Brief: Here are some records; return them all exactly.

Records contained in a dataset:
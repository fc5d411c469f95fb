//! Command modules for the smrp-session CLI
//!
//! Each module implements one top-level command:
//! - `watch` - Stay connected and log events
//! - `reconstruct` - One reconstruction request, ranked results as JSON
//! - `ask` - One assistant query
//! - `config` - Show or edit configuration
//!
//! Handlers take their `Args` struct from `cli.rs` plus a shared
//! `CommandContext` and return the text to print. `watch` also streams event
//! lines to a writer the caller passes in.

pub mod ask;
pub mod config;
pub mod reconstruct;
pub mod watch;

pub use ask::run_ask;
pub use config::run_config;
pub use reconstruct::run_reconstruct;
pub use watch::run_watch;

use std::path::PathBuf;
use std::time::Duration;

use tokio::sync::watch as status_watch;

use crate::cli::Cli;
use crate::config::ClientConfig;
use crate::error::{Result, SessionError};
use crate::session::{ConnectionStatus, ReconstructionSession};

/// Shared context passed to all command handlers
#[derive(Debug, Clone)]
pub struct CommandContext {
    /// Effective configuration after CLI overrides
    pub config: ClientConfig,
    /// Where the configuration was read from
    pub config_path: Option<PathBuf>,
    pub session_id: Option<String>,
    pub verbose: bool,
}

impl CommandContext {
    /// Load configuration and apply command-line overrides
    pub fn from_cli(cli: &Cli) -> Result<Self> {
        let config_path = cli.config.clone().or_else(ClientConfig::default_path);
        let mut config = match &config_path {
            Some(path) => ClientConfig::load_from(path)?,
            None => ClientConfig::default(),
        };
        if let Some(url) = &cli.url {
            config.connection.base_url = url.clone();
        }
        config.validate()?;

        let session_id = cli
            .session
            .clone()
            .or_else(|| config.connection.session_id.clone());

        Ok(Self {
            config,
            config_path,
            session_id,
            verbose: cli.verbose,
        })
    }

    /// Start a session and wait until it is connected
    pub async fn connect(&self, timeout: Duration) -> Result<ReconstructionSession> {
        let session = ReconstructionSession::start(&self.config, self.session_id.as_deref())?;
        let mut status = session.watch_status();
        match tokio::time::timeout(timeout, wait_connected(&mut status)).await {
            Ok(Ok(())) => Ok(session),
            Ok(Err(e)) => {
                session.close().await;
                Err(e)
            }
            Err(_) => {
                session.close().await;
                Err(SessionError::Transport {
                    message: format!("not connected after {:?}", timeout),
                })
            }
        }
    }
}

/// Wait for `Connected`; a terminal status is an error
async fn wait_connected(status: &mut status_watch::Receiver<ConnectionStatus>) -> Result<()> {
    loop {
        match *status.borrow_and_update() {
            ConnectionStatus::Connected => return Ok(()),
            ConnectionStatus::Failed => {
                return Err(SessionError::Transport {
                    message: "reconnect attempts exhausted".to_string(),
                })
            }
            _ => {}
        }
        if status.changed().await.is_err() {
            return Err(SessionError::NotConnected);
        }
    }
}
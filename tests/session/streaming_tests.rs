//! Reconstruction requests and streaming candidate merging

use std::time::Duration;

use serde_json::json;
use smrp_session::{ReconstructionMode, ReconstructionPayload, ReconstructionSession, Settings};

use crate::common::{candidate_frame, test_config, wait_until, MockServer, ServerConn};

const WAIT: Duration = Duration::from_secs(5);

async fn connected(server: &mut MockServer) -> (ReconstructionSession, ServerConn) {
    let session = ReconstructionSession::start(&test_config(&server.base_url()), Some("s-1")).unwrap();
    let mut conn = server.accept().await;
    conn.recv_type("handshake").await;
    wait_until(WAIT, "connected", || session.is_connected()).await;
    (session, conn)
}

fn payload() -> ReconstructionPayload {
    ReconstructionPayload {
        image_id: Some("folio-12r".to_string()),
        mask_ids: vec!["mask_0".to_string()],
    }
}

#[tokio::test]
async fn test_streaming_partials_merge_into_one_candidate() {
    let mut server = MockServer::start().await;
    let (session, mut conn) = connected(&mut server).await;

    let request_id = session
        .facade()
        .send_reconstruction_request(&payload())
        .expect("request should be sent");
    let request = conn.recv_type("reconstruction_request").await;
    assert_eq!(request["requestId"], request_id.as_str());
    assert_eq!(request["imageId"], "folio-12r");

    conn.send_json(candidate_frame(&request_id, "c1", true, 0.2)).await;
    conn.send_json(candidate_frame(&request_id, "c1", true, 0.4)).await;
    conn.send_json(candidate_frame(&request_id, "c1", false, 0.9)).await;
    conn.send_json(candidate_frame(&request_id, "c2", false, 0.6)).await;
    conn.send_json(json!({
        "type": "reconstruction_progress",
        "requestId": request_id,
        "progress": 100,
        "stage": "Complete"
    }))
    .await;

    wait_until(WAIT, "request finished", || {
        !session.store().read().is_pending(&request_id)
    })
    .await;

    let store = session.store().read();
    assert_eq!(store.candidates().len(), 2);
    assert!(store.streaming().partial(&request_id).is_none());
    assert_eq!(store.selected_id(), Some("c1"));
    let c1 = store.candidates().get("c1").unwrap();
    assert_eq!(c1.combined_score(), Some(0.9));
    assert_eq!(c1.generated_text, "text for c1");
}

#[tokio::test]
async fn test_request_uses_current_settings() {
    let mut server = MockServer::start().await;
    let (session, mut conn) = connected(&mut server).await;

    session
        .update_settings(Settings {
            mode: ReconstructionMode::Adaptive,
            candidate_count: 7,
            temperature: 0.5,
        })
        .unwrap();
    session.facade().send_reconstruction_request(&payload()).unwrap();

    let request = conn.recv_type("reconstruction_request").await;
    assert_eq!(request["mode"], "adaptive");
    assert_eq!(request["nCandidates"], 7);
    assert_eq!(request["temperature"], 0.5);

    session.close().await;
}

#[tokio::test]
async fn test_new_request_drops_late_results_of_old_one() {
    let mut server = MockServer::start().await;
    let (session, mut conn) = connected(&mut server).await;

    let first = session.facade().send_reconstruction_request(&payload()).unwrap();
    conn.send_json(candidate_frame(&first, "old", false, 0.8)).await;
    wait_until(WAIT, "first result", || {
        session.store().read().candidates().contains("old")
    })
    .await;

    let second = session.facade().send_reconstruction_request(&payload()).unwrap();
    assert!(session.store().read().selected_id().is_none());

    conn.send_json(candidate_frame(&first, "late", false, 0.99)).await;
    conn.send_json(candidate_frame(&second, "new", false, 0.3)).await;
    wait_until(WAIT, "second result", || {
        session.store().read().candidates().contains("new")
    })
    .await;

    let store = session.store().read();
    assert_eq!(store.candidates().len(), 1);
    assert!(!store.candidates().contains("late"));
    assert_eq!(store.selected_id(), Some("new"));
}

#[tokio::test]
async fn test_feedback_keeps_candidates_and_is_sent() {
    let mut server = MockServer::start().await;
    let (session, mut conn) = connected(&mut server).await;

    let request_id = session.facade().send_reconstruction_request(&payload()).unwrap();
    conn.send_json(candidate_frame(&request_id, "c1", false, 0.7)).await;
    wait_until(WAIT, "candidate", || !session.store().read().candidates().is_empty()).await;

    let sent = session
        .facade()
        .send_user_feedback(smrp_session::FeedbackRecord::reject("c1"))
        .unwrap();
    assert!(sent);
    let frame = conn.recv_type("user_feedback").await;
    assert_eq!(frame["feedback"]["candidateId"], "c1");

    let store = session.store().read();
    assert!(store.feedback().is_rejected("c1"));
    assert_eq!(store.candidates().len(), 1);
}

Result:
repository fc5d411c469f95fb
//! Command modules for the smrp-session CLI
//!
//! Each module implements one top-level command:
//! - `watch` - Stay connected and log events
//! - `reconstruct` - One reconstruction request, ranked results as JSON
//! - `ask` - One assistant query
//! - `config` - Show or edit configuration
//!
//! Handlers take their `Args` struct from `cli.rs` plus a shared
//! `CommandContext` and return the text to print. `watch` also streams event
//! lines to a writer the caller passes in.

pub mod ask;
pub mod config;
pub mod reconstruct;
pub mod watch;

pub use ask::run_ask;
pub use config::run_config;
pub use reconstruct::run_reconstruct;
pub use watch::run_watch;

use std::path::PathBuf;
use std::time::Duration;

use tokio::sync::watch as status_watch;

use crate::cli::Cli;
use crate::config::ClientConfig;
use crate::error::{Result, SessionError};
use crate::session::{ConnectionStatus, ReconstructionSession};

/// Shared context passed to all command handlers
#[derive(Debug, Clone)]
pub struct CommandContext {
    /// Effective configuration after CLI overrides
    pub config: ClientConfig,
    /// Where the configuration was read from
    pub config_path: Option<PathBuf>,
    pub session_id: Option<String>,
    pub verbose: bool,
}

impl CommandContext {
    /// Load configuration and apply command-line overrides
    pub fn from_cli(cli: &Cli) -> Result<Self> {
        let config_path = cli.config.clone().or_else(ClientConfig::default_path);
        let mut config = match &config_path {
            Some(path) => ClientConfig::load_from(path)?,
            None => ClientConfig::default(),
        };
        if let Some(url) = &cli.url {
            config.connection.base_url = url.clone();
        }
        config.validate()?;

        let session_id = cli
            .session
            .clone()
            .or_else(|| config.connection.session_id.clone());

        Ok(Self {
            config,
            config_path,
            session_id,
            verbose: cli.verbose,
        })
    }

    /// Start a session and wait until it is connected
    pub async fn connect(&self, timeout: Duration) -> Result<ReconstructionSession> {
        let session = ReconstructionSession::start(&self.config, self.session_id.as_deref())?;
        let mut status = session.watch_status();
        match tokio::time::timeout(timeout, wait_connected(&mut status)).await {
            Ok(Ok(())) => Ok(session),
            Ok(Err(e)) => {
                session.close().await;
                Err(e)
            }
            Err(_) => {
                session.close().await;
                Err(SessionError::Transport {
                    message: format!("not connected after {:?}", timeout),
                })
            }
        }
    }
}

/// Wait for `Connected`; a terminal status is an error
async fn wait_connected(status: &mut status_watch::Receiver<ConnectionStatus>) -> Result<()> {
    loop {
        match *status.borrow_and_update() {
            ConnectionStatus::Connected => return Ok(()),
            ConnectionStatus::Failed => {
                return Err(SessionError::Transport {
                    message: "reconnect attempts exhausted".to_string(),
                })
            }
            _ => {}
        }
        if status.changed().await.is_err() {
            return Err(SessionError::NotConnected);
        }
    }
}
filename tests/session/streaming_tests.rs
//! Reconstruction requests and streaming candidate merging

use std::time::Duration;

use serde_json::json;
use smrp_session::{ReconstructionMode, ReconstructionPayload, ReconstructionSession, Settings};

use crate::common::{candidate_frame, test_config, wait_until, MockServer, ServerConn};

const WAIT: Duration = Duration::from_secs(5);

async fn connected(server: &mut MockServer) -> (ReconstructionSession, ServerConn) {
    let session = ReconstructionSession::start(&test_config(&server.base_url()), Some("s-1")).unwrap();
    let mut conn = server.accept().await;
    conn.recv_type("handshake").await;
    wait_until(WAIT, "connected", || session.is_connected()).await;
    (session, conn)
}

fn payload() -> ReconstructionPayload {
    ReconstructionPayload {
        image_id: Some("folio-12r".to_string()),
        mask_ids: vec!["mask_0".to_string()],
    }
}

#[tokio::test]
async fn test_streaming_partials_merge_into_one_candidate() {
    let mut server = MockServer::start().await;
    let (session, mut conn) = connected(&mut server).await;

    let request_id = session
        .facade()
        .send_reconstruction_request(&payload())
        .expect("request should be sent");
    let request = conn.recv_type("reconstruction_request").await;
    assert_eq!(request["requestId"], request_id.as_str());
    assert_eq!(request["imageId"], "folio-12r");

    conn.send_json(candidate_frame(&request_id, "c1", true, 0.2)).await;
    conn.send_json(candidate_frame(&request_id, "c1", true, 0.4)).await;
    conn.send_json(candidate_frame(&request_id, "c1", false, 0.9)).await;
    conn.send_json(candidate_frame(&request_id, "c2", false, 0.6)).await;
    conn.send_json(json!({
        "type": "reconstruction_progress",
        "requestId": request_id,
        "progress": 100,
        "stage": "Complete"
    }))
    .await;

    wait_until(WAIT, "request finished", || {
        !session.store().read().is_pending(&request_id)
    })
    .await;

    let store = session.store().read();
    assert_eq!(store.candidates().len(), 2);
    assert!(store.streaming().partial(&request_id).is_none());
    assert_eq!(store.selected_id(), Some("c1"));
    let c1 = store.candidates().get("c1").unwrap();
    assert_eq!(c1.combined_score(), Some(0.9));
    assert_eq!(c1.generated_text, "text for c1");
}

#[tokio::test]
async fn test_request_uses_current_settings() {
    let mut server = MockServer::start().await;
    let (session, mut conn) = connected(&mut server).await;

    session
        .update_settings(Settings {
            mode: ReconstructionMode::Adaptive,
            candidate_count: 7,
            temperature: 0.5,
        })
        .unwrap();
    session.facade().send_reconstruction_request(&payload()).unwrap();

    let request = conn.recv_type("reconstruction_request").await;
    assert_eq!(request["mode"], "adaptive");
    assert_eq!(request["nCandidates"], 7);
    assert_eq!(request["temperature"], 0.5);

    session.close().await;
}

#[tokio::test]
async fn test_new_request_drops_late_results_of_old_one() {
    let mut server = MockServer::start().await;
    let (session, mut conn) = connected(&mut server).await;

    let first = session.facade().send_reconstruction_request(&payload()).unwrap();
    conn.send_json(candidate_frame(&first, "old", false, 0.8)).await;
    wait_until(WAIT, "first result", || {
        session.store().read().candidates().contains("old")
    })
    .await;

    let second = session.facade().send_reconstruction_request(&payload()).unwrap();
    assert!(session.store().read().selected_id().is_none());

    conn.send_json(candidate_frame(&first, "late", false, 0.99)).await;
    conn.send_json(candidate_frame(&second, "new", false, 0.3)).await;
    wait_until(WAIT, "second result", || {
        session.store().read().candidates().contains("new")
    })
    .await;

    let store = session.store().read();
    assert_eq!(store.candidates().len(), 1);
    assert!(!store.candidates().contains("late"));
    assert_eq!(store.selected_id(), Some("new"));
}

#[tokio::test]
async fn test_feedback_keeps_candidates_and_is_sent() {
    let mut server = MockServer::start().await;
    let (session, mut conn) = connected(&mut server).await;

    let request_id = session.facade().send_reconstruction_request(&payload()).unwrap();
    conn.send_json(candidate_frame(&request_id, "c1", false, 0.7)).await;
    wait_until(WAIT, "candidate", || !session.store().read().candidates().is_empty()).await;

    let sent = session
        .facade()
        .send_user_feedback(smrp_session::FeedbackRecord::reject("c1"))
        .unwrap();
    assert!(sent);
    let frame = conn.recv_type("user_feedback").await;
    assert_eq!(frame["feedback"]["candidateId"], "c1");

    let store = session.store().read();
    assert!(store.feedback().is_rejected("c1"));
    assert_eq!(store.candidates().len(), 1);
}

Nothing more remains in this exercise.